Dr. Alexis Rodriguez, BA’05—with Dr. Liliana Belskus, another volunteer—after a successful emergency C-section.
Dr. Alexis Rodriguez with Dr. Liliana Belskus, another volunteer, after a successful emergency C-section.

Dr. Alexis Rodriguez, BA’05

Dr. Alexis Rodriguez had just earned his medical degree from the University of Illinois when he headed to the Guatemalan highlands last fall for three months’ work as a volunteer physician at Hospitalito Atitlán, a small, nonprofit hospital serving an impoverished community in Sololá.

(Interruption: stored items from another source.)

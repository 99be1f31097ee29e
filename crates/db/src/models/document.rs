//! Rows of the `cms_documents` and `cms_globals` tables.

use serde_json::Value;
use sqlx::FromRow;
use folio_core::types::{DbId, Document, Timestamp};

/// A row from the `cms_documents` table.
#[derive(Debug, Clone, FromRow)]
pub struct DocumentRow {
    pub id: DbId,
    pub collection: String,
    pub doc: Value,
    pub created_at: Timestamp,
    pub updated_at: Timestamp,
}

impl DocumentRow {
    /// The stored document with `id`, `createdAt` and `updatedAt` filled in
    /// from the row when the document itself does not carry them.
    pub fn into_document(self) -> Document {
        let mut doc = self.doc;
        if let Value::Object(map) = &mut doc {
            map.entry("id").or_insert_with(|| Value::from(self.id));
            map.entry("createdAt")
                .or_insert_with(|| Value::from(self.created_at.to_rfc3339()));
            map.entry("updatedAt")
                .or_insert_with(|| Value::from(self.updated_at.to_rfc3339()));
        }
        doc
    }
}

/// A row from the `cms_globals` table.
#[derive(Debug, Clone, FromRow)]
pub struct GlobalRow {
    pub slug: String,
    pub doc: Value,
    pub updated_at: Timestamp,
}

Having not even completed a residency, Rodriguez suddenly found himself staffing an emergency room by himself, reading manuals to learn how to shoot his own x-rays, and performing crash C-sections without an anesthesiologist. “The hospital was in a converted house, with a fireplace in the operating room,” says Rodriguez, who just recently began a residency in emergency medicine at Hartford (Conn.) Hospital. “At night insects would fly into the O.R. and crawl around the lights.”

The Sololá area was hit hard by Guatemala’s civil war. Patients seen at Hospitalito Atitlán—currently in a temporary facility, as the original was destroyed by a hurricane and mudslide—are treated for such conditions as machete wounds, diabetes, malnutrition, complex obstetrical issues, and chronic pulmonary diseases caused by open cooking fires in homes.

“Probably the most gratifying part of the trip was the fact that we had good outcomes in high-risk labors under some very adverse conditions,” says Rodriguez, who designed his own undergraduate major in ethics and social responsibility while at Vanderbilt. “Seeing happy, smiling parents with their babies made it worth the risk.”